Más de un centenar de aguas envasadas se comercializan en la Península. Tal vez, en la variedad, radique el éxito de su consumo ya que España se sitúa entre los 10 países más compradores de agua mineral. Pero, ¿sabemos lo que compramos?

Aguas de mineralización débil o fuerte, ricas en calcio, selenio o magnesio, fluoradas, bicarbonatadas alcalinas… ¿qué tipo de agua nos conviene? Según el momento de la vida en el que te encuentres y la actividad que realices, un tipo de agua u otro puede optimizar tu estado de salud.

 

El origen de la diferenciación

Todas las aguas etiquetadas como naturales tienen la obligación de no haber sufrido ningún tipo de tratamiento químico que altere su composición.

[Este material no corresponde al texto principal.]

//! In-process storage engine.

use std::collections::BTreeMap;
use std::sync::atomic::{AtomicBool, Ordering};
use std::sync::{Mutex, MutexGuard, PoisonError};

use super::{DEFAULT_LIST_LIMIT, FlavorStore, ServiceStore, StoreError};
use crate::model::{
    DeleteAttempt, Flavor, ProviderDetail, ProviderStatus, ServiceRecord, ServiceSpec,
};

const STORAGE_NAME: &str = "memory";

type RecordKey = (String, String);

/// Mutex-guarded service records keyed by tenant and service name.
///
/// The store can be switched offline to exercise storage outages; while
/// offline every operation returns [`StoreError::Unavailable`].
#[derive(Debug)]
pub struct MemoryServiceStore {
    records: Mutex<BTreeMap<RecordKey, ServiceRecord>>,
    online: AtomicBool,
}

impl Default for MemoryServiceStore {
    fn default() -> Self {
        Self::new()
    }
}

impl MemoryServiceStore {
    /// Creates an empty, online store.
    #[must_use]
    pub const fn new() -> Self {
        Self {
            records: Mutex::new(BTreeMap::new()),
            online: AtomicBool::new(true),
        }
    }

    /// Switches the store on or offline.
    pub fn set_online(&self, online: bool) {
        self.online.store(online, Ordering::SeqCst);
    }

    fn records(&self) -> Result<MutexGuard<'_, BTreeMap<RecordKey, ServiceRecord>>, StoreError> {
        if !self.online.load(Ordering::SeqCst) {
            return Err(StoreError::Unavailable {
                storage: STORAGE_NAME.to_owned(),
                message: String::from("store is offline"),
            });
        }
        Ok(self.records.lock().unwrap_or_else(PoisonError::into_inner))
    }

    fn with_record<T>(
        &self,
        tenant_id: &str,
        service_name: &str,
        apply: impl FnOnce(&mut ServiceRecord) -> T,
    ) -> Result<T, StoreError> {
        let mut records = self.records()?;
        records
            .get_mut(&key(tenant_id, service_name))
            .map(apply)
            .ok_or_else(|| StoreError::service_not_found(service_name))
    }
}

fn key(tenant_id: &str, service_name: &str) -> RecordKey {
    (tenant_id.to_owned(), service_name.to_owned())
}

impl ServiceStore for MemoryServiceStore {
    fn storage_name(&self) -> &str {
        STORAGE_NAME
    }

    fn is_alive(&self) -> bool {
        self.online.load(Ordering::SeqCst)
    }

    fn create(&self, record: ServiceRecord) -> Result<(), StoreError> {
        let mut records = self.records()?;
        let record_key = key(&record.tenant_id, record.name());
        if records.contains_key(&record_key) {
            return Err(StoreError::AlreadyExists {
                tenant_id: record.tenant_id,
                name: record.spec.name,
            });
        }
        tracing::debug!(
            tenant = %record.tenant_id,
            service = %record.name(),
            "created service record"
        );
        records.insert(record_key, record);
        Ok(())
    }

    fn get(&self, tenant_id: &str, service_name: &str) -> Result<ServiceRecord, StoreError> {
        self.with_record(tenant_id, service_name, |record| record.clone())
    }

    fn update_spec(
        &self,
        tenant_id: &str,
        service_name: &str,
        spec: ServiceSpec,
    ) -> Result<(), StoreError> {
        self.with_record(tenant_id, service_name, |record| record.spec = spec)
    }

    fn delete(&self, tenant_id: &str, service_name: &str) -> Result<(), StoreError> {
        let mut records = self.records()?;
        if records.remove(&key(tenant_id, service_name)).is_none() {
            return Err(StoreError::service_not_found(service_name));
        }
        tracing::debug!(tenant = %tenant_id, service = %service_name, "removed service record");
        Ok(())
    }

    fn list(
        &self,
        tenant_id: &str,
        marker: Option<&str>,
        limit: Option<usize>,
    ) -> Result<Vec<ServiceRecord>, StoreError> {
        let records = self.records()?;
        Ok(records
            .iter()
            .filter(|((tenant, name), _)| {
                tenant == tenant_id && marker.is_none_or(|after| name.as_str() > after)
            })
            .map(|(_, record)| record.clone())
            .take(limit.unwrap_or(DEFAULT_LIST_LIMIT))
            .collect())
    }

    fn get_provider_details(
        &self,
        tenant_id: &str,
        service_name: &str,
    ) -> Result<BTreeMap<String, ProviderDetail>, StoreError> {
        self.with_record(tenant_id, service_name, |record| {
            record.provider_details.clone()
        })
    }

    fn update_provider_details(
        &self,
        tenant_id: &str,
        service_name: &str,
        details: BTreeMap<String, ProviderDetail>,
    ) -> Result<BTreeMap<String, ProviderDetail>, StoreError> {
        self.with_record(tenant_id, service_name, |record| {
            record.provider_details = details;
            tracing::debug!(
                tenant = %tenant_id,
                service = %service_name,
                providers = record.provider_details.len(),
                "persisted provider details"
            );
            record.provider_details.clone()
        })
    }

    fn record_delete_attempt(
        &self,
        tenant_id: &str,
        service_name: &str,
        attempt: DeleteAttempt,
    ) -> Result<(), StoreError> {
        self.with_record(tenant_id, service_name, |record| {
            record.last_delete_attempt = Some(attempt);
        })
    }

    fn begin_delete(
        &self,
        tenant_id: &str,
        service_name: &str,
        attempt: DeleteAttempt,
    ) -> Result<BTreeMap<String, ProviderDetail>, StoreError> {
        self.with_record(tenant_id, service_name, |record| {
            for detail in record.provider_details.values_mut() {
                detail.set_status(ProviderStatus::DeleteInProgress);
            }
            record.last_delete_attempt = Some(attempt);
            tracing::debug!(tenant = %tenant_id, service = %service_name, "delete started");
            record.provider_details.clone()
        })
    }
}

/// Fixed flavor catalogue.
#[derive(Clone, Debug, Default)]
pub struct MemoryFlavorStore {
    flavors: BTreeMap<String, Flavor>,
}

impl MemoryFlavorStore {
    /// Builds a catalogue from the given flavors.
    #[must_use]
    pub fn new(flavors: impl IntoIterator<Item = Flavor>) -> Self {
        Self {
            flavors: flavors
                .into_iter()
                .map(|flavor| (flavor.id.clone(), flavor))
                .collect(),
        }
    }
}

impl FlavorStore for MemoryFlavorStore {
    fn get(&self, flavor_id: &str) -> Result<Flavor, StoreError> {
        self.flavors
            .get(flavor_id)
            .cloned()
            .ok_or_else(|| StoreError::NotFound {
                kind: "flavor",
                name: flavor_id.to_owned(),
            })
    }
}

#[cfg(test)]
mod tests {
    use super::*;
    use crate::model::{DeleteAttemptOutcome, ProviderRef};
    use chrono::Utc;
    use rstest::{fixture, rstest};

    fn spec(name: &str) -> ServiceSpec {
        ServiceSpec {
            name: name.to_owned(),
            domains: Vec::new(),
            origins: Vec::new(),
            caching: Vec::new(),
            flavor_id: String::from("standard"),
        }
    }

    #[fixture]
    fn store() -> MemoryServiceStore {
        let store = MemoryServiceStore::new();
        for name in ["charlie", "alpha", "bravo", "delta"] {
            store
                .create(ServiceRecord::new("tenant-a", spec(name)))
                .expect("seed record");
        }
        store
            .create(ServiceRecord::new("tenant-b", spec("alpha")))
            .expect("seed other tenant");
        store
    }

    #[rstest]
    fn create_rejects_duplicate_names(store: MemoryServiceStore) {
        let err = store
            .create(ServiceRecord::new("tenant-a", spec("alpha")))
            .expect_err("duplicate should fail");
        assert!(matches!(err, StoreError::AlreadyExists { .. }));
    }

    #[rstest]
    #[case(None, None, &["alpha", "bravo", "charlie", "delta"])]
    #[case(Some("bravo"), None, &["charlie", "delta"])]
    #[case(None, Some(2), &["alpha", "bravo"])]
    #[case(Some("alpha"), Some(1), &["bravo"])]
    #[case(Some("delta"), None, &[])]
    fn list_orders_by_name_after_marker(
        store: MemoryServiceStore,
        #[case] marker: Option<&str>,
        #[case] limit: Option<usize>,
        #[case] expected: &[&str],
    ) {
        let names: Vec<String> = store
            .list("tenant-a", marker, limit)
            .expect("list")
            .into_iter()
            .map(|record| record.spec.name)
            .collect();
        assert_eq!(names, expected);
    }

    #[rstest]
    fn list_defaults_to_ten_entries() {
        let store = MemoryServiceStore::new();
        for index in 0..12 {
            store
                .create(ServiceRecord::new("tenant", spec(&format!("svc-{index:02}"))))
                .expect("seed record");
        }
        assert_eq!(store.list("tenant", None, None).expect("list").len(), 10);
    }

    #[rstest]
    fn provider_details_replace_whole_mapping(store: MemoryServiceStore) {
        let mut details = BTreeMap::new();
        details.insert(
            String::from("Akamai"),
            ProviderDetail::provisioned("ak-1", Vec::new(), ProviderStatus::Deployed),
        );
        store
            .update_provider_details("tenant-a", "alpha", details.clone())
            .expect("first write");

        let mut replacement = BTreeMap::new();
        replacement.insert(String::from("Fastly"), ProviderDetail::failed("boom"));
        let persisted = store
            .update_provider_details("tenant-a", "alpha", replacement.clone())
            .expect("second write");

        assert_eq!(persisted, replacement);
        assert_eq!(
            store
                .get_provider_details("tenant-a", "alpha")
                .expect("read back"),
            replacement
        );
    }

    #[rstest]
    fn begin_delete_marks_details_and_attempt_together(store: MemoryServiceStore) {
        let mut details = BTreeMap::new();
        details.insert(
            String::from("Akamai"),
            ProviderDetail::provisioned("ak-1", Vec::new(), ProviderStatus::Deployed),
        );
        details.insert(String::from("Fastly"), ProviderDetail::failed("boom"));
        store
            .update_provider_details("tenant-a", "alpha", details)
            .expect("seed details");

        let persisted = store
            .begin_delete(
                "tenant-a",
                "alpha",
                DeleteAttempt {
                    attempted_at: Utc::now(),
                    outcome: DeleteAttemptOutcome::Pending,
                },
            )
            .expect("begin delete");

        let record = store.get("tenant-a", "alpha").expect("record");
        assert_eq!(record.provider_details, persisted);
        assert!(persisted.values().all(|detail| {
            detail.status() == ProviderStatus::DeleteInProgress && detail.error_info().is_none()
        }));
        assert!(matches!(
            record.last_delete_attempt.map(|attempt| attempt.outcome),
            Some(DeleteAttemptOutcome::Pending)
        ));
    }

    #[rstest]
    fn begin_delete_on_missing_record_writes_nothing(store: MemoryServiceStore) {
        let attempt = DeleteAttempt {
            attempted_at: Utc::now(),
            outcome: DeleteAttemptOutcome::Pending,
        };
        assert_eq!(
            store.begin_delete("tenant-a", "zulu", attempt),
            Err(StoreError::service_not_found("zulu"))
        );
        assert!(store.get("tenant-a", "zulu").is_err());
    }

    #[rstest]
    fn missing_records_report_not_found(store: MemoryServiceStore) {
        assert_eq!(
            store.get("tenant-b", "bravo"),
            Err(StoreError::service_not_found("bravo"))
        );
        assert!(store.delete("tenant-a", "zulu").is_err());
    }

    #[rstest]
    fn offline_store_is_unavailable(store: MemoryServiceStore) {
        store.set_online(false);
        assert!(!store.is_alive());
        assert!(matches!(
            store.get("tenant-a", "alpha"),
            Err(StoreError::Unavailable { .. })
        ));
    }

    #[rstest]
    fn flavor_lookup() {
        let flavors = MemoryFlavorStore::new([Flavor {
            id: String::from("standard"),
            providers: vec![ProviderRef {
                provider_id: String::from("akamai"),
                label: String::from("Akamai"),
            }],
        }]);
        assert_eq!(flavors.get("standard").expect("flavor").providers.len(), 1);
        assert!(matches!(
            flavors.get("premium"),
            Err(StoreError::NotFound { kind: "flavor", .. })
        ));
    }
}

Todas ellas se envasan a pie de manantial y dependiendo el tipo de roca por donde se filtre, el tiempo y la profundidad la concentración de minerales será diferente.

Por el contrario, el agua del grifo, a pesar de ser totalmente potable, carece de la calidad nutritiva del agua envasada. Su origen proviene del agua de lluvia concentrada en los embalses por lo que su sabor y mineralización serán diferentes.